The technical problem to be solved by the present invention is to overcome the deficiencies of the above-mentioned prior art, and provide a mid-infrared high-power laser source based on erbium-ytterbium co-doped double-clad fiber, so as to improve the conversion efficiency and output stability of the laser source, and obtain high Mid-infrared laser output with high power and high beam quality realizes structural fiber optics to facilitate the miniaturization of laser light sources.

The basic idea of the present invention is to use a high-power semiconductor laser to pump an erbium-ytterbium co-doped double-clad fiber that is fused with two fiber gratings to realize the simultaneous output of dual-wavelength lasers near 1.06 μm and 1.56 μm, and then use non- The linear crystal realizes the difference frequency of two wavelength lasers to obtain high-power mid-infrared laser output.

Technical solution of the present invention is as follows:

A mid-infrared high-power laser light source based on erbium-ytterbium co-doped double-clad fiber, which consists of: a high-power semiconductor laser and sequentially arranged from the output end of the high-power semiconductor laser: an energy transmission fiber, a first fiber grating, The second fiber grating, erbium-ytterbium co-doped double-clad fiber, collimating lens, focusing lens, nonlinear crystal and collimating output lens, the output end of the erbium-ytterbium co-doped double-clad fiber is located at the collimating The front focus of the lens, the back focus of the focusing lens and the front focus of the collimating output lens are confocal, the focus is located in the nonlinear crystal, and the pumping light emitted by the high-power semiconductor laser passes through the The energy fiber is coupled to the erbium-ytterbium co-doped double-clad fiber, and between the energy-transmitting fiber and the erbium-ytterbium co-doped double-clad fiber, there are respectively the first high-reflection to the center wavelength λ ₁ and the center wavelength λ ₂ The fiber grating and the second fiber grating are respectively used as resonant cavity mirrors for the λ ₁ and λ ₂ laser wavelengths of the erbium-ytterbium co-doped double-clad fiber laser, and the other end of the erbium-ytterbium co-doped double-clad fiber is cut vertically as a resonant cavity output mirror.

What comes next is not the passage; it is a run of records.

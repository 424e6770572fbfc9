//! Errors produced while building, executing, or converting an operation.

/// The failure of a command or one of its operations.
///
/// Every variant except [`Error::InvalidArgument`] is delivered through a future or a result
/// queue. Invalid arguments are reported synchronously by builders, before anything is sent.
#[non_exhaustive]
#[derive(Debug, Clone, PartialEq, Eq, thiserror::Error)]
pub enum Error {
    /// A builder was given a value it cannot send.
    #[error("invalid argument: {0}")]
    InvalidArgument(String),
    /// The connection to the node failed or was closed mid-exchange.
    #[error("transport failure: {0}")]
    Transport(String),
    /// A response message could not be parsed or was not expected.
    #[error("protocol failure: {0}")]
    Protocol(String),
    /// The node answered with an error response.
    #[error("node returned error {code}: {message}")]
    Server {
        /// The error code reported by the node.
        code: u32,
        /// The error message reported by the node.
        message: String,
    },
    /// A converter rejected a value after the exchange itself succeeded.
    #[error(transparent)]
    Conversion(#[from] ConversionError),
    /// The operation was cancelled by the caller.
    #[error("operation cancelled")]
    Cancelled,
}

impl Error {
    pub(crate) fn invalid_argument(message: impl Into<String>) -> Self {
        Self::InvalidArgument(message.into())
    }

    pub(crate) fn transport(message: impl Into<String>) -> Self {
        Self::Transport(message.into())
    }

    pub(crate) fn protocol(message: impl Into<String>) -> Self {
        Self::Protocol(message.into())
    }

    /// Whether the error came from cancelling the operation.
    #[inline]
    pub const fn is_cancelled(&self) -> bool {
        matches!(self, Self::Cancelled)
    }
}

impl From<std::io::Error> for Error {
    fn from(err: std::io::Error) -> Self {
        Self::Transport(err.to_string())
    }
}

impl From<prost::DecodeError> for Error {
    fn from(err: prost::DecodeError) -> Self {
        Self::Protocol(err.to_string())
    }
}

/// A converter could not map a core value onto its client representation.
#[derive(Debug, Clone, PartialEq, Eq, thiserror::Error)]
#[error("conversion failure: {message}")]
pub struct ConversionError {
    message: String,
}

impl ConversionError {
    /// Create a conversion error with the given description.
    #[inline]
    pub fn new(message: impl Into<String>) -> Self {
        Self {
            message: message.into(),
        }
    }

    /// The description of what could not be converted.
    #[inline]
    pub fn message(&self) -> &str {
        &self.message
    }
}

/// Shorthand for results carrying this crate's [`Error`].
pub type Result<T, E = Error> = std::result::Result<T, E>;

The core of the erbium-ytterbium co-doped double-clad fiber is circular, with a diameter of 20 μm and a core numerical aperture of 0.07; its inner cladding is hexagonal or octagonal, with a diameter of 200 μm or 400 μm, and the inner cladding numerical aperture is 0.46.

The first fiber grating is a double-clad fiber grating with a central wavelength of λ ₁ =1.06 μm and a high reflectivity, and its fiber grating is only written in the circular core area, with a reflectivity greater than 90%; its core and inner cladding The diameter and numerical aperture are the same as the corresponding parameters of the erbium-ytterbium co-doped double-clad fiber.

The second fiber grating is a double-clad fiber grating with a central wavelength of λ ₂ =1.56 μm and a high reflectivity. The fiber grating is only written in the circular core area, and the reflectivity is greater than 90%. The core and inner cladding The diameter and numerical aperture are the same as those of the erbium-ytterbium co-doped double-clad fiber.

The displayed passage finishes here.